Work item.
For the entries below, say how many lines include the word "digit" and add nothing else.

Excerpted data Block Start

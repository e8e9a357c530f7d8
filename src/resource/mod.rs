//! Resource abstraction layer
//!
//! Generic record management for the studio sections. Each section is a
//! typed [`Record`] held by a [`ListManager`], persisted through a
//! [`DataSource`], and presented through the column and field definitions
//! loaded from the embedded JSON registry.
//!
//! # Architecture
//!
//! - [`registry`] - Loads and caches resource definitions from embedded JSON
//! - [`record`] - The `Record` capability and the six typed records
//! - [`manager`] - Collection, modal and loading state for one resource
//! - [`datasource`] - Remote persistence (REST) for a record type
//! - [`form`] - Field values for the create/edit modal
//! - [`section`] - Binds the pieces together and drives backend calls
//!
//! # Example
//!
//! ```ignore
//! use crate::resource::datasource::RestDataSource;
//! use crate::resource::record::Booking;
//! use crate::resource::section::{Section, SectionView};
//!
//! let source = RestDataSource::<Booking>::new(client, "Booking");
//! let mut bookings = Section::new(source)?;
//! bookings.mount(&mut notifications);
//! ```

pub mod datasource;
pub mod form;
pub mod manager;
pub mod record;
mod registry;
pub mod section;

pub use form::FormState;
pub use manager::Confirmation;
pub use registry::*;
pub use section::SectionView;

use serde_json::Value;

/// Extract a display string from a JSON value using a dot-separated path
pub fn extract_json_value(item: &Value, path: &str) -> String {
    let mut current = item;

    for part in path.split('.') {
        let next = match part.parse::<usize>() {
            Ok(idx) => current.get(idx),
            Err(_) => current.get(part),
        };
        current = match next {
            Some(v) => v,
            None => return "-".to_string(),
        };
    }

    match current {
        Value::String(s) if s.is_empty() => "-".to_string(),
        Value::String(s) => s.clone(),
        Value::Number(n) => n.to_string(),
        Value::Bool(b) => b.to_string(),
        Value::Null => "-".to_string(),
        Value::Array(arr) => format!("[{} items]", arr.len()),
        Value::Object(_) => "[object]".to_string(),
    }
}

/// Dollar amount with thousands separators, e.g. `$15,200.00`
pub fn format_money(amount: f64) -> String {
    let sign = if amount < 0.0 { "-" } else { "" };
    let fixed = format!("{:.2}", amount.abs());
    let (whole, cents) = fixed.split_once('.').unwrap_or((&fixed, "00"));

    let mut grouped = String::with_capacity(whole.len() + whole.len() / 3);
    for (i, digit) in whole.chars().enumerate() {
        if i > 0 && (whole.len() - i) % 3 == 0 {
            grouped.push(',');
        }
        grouped.push(digit);
    }

    format!("{}${}.{}", sign, grouped, cents)
}

/// Format a raw cell value according to a column format
pub fn format_cell(raw: &str, format: Option<&str>) -> String {
    match format {
        Some("money") => raw
            .parse::<f64>()
            .map(format_money)
            .unwrap_or_else(|_| raw.to_string()),
        _ => raw.to_string(),
    }
}

#[cfg(test)]
mod tests {
    use super::*;
    use serde_json::json;

    #[test]
    fn test_extract_json_value_paths() {
        let item = json!({"fullName": "Jane", "tags": ["a", "b"], "meta": {"n": 3}, "note": ""});

        assert_eq!(extract_json_value(&item, "fullName"), "Jane");
        assert_eq!(extract_json_value(&item, "tags.1"), "b");
        assert_eq!(extract_json_value(&item, "meta.n"), "3");
        assert_eq!(extract_json_value(&item, "missing"), "-");
        assert_eq!(extract_json_value(&item, "note"), "-");
        assert_eq!(extract_json_value(&item, "tags"), "[2 items]");
    }

    #[test]
    fn test_format_money() {
        assert_eq!(format_money(0.0), "$0.00");
        assert_eq!(format_money(15200.0), "$15,200.00");
        assert_eq!(format_money(1234567.891), "$1,234,567.89");
        assert_eq!(format_money(-45.5), "-$45.50");
    }

    #[test]
    fn test_format_cell() {
        assert_eq!(format_cell("1500", Some("money")), "$1,500.00");
        assert_eq!(format_cell("-", Some("money")), "-");
        assert_eq!(format_cell("Cash", None), "Cash");
    }
}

Excerpted data Block End

Problem solution.
2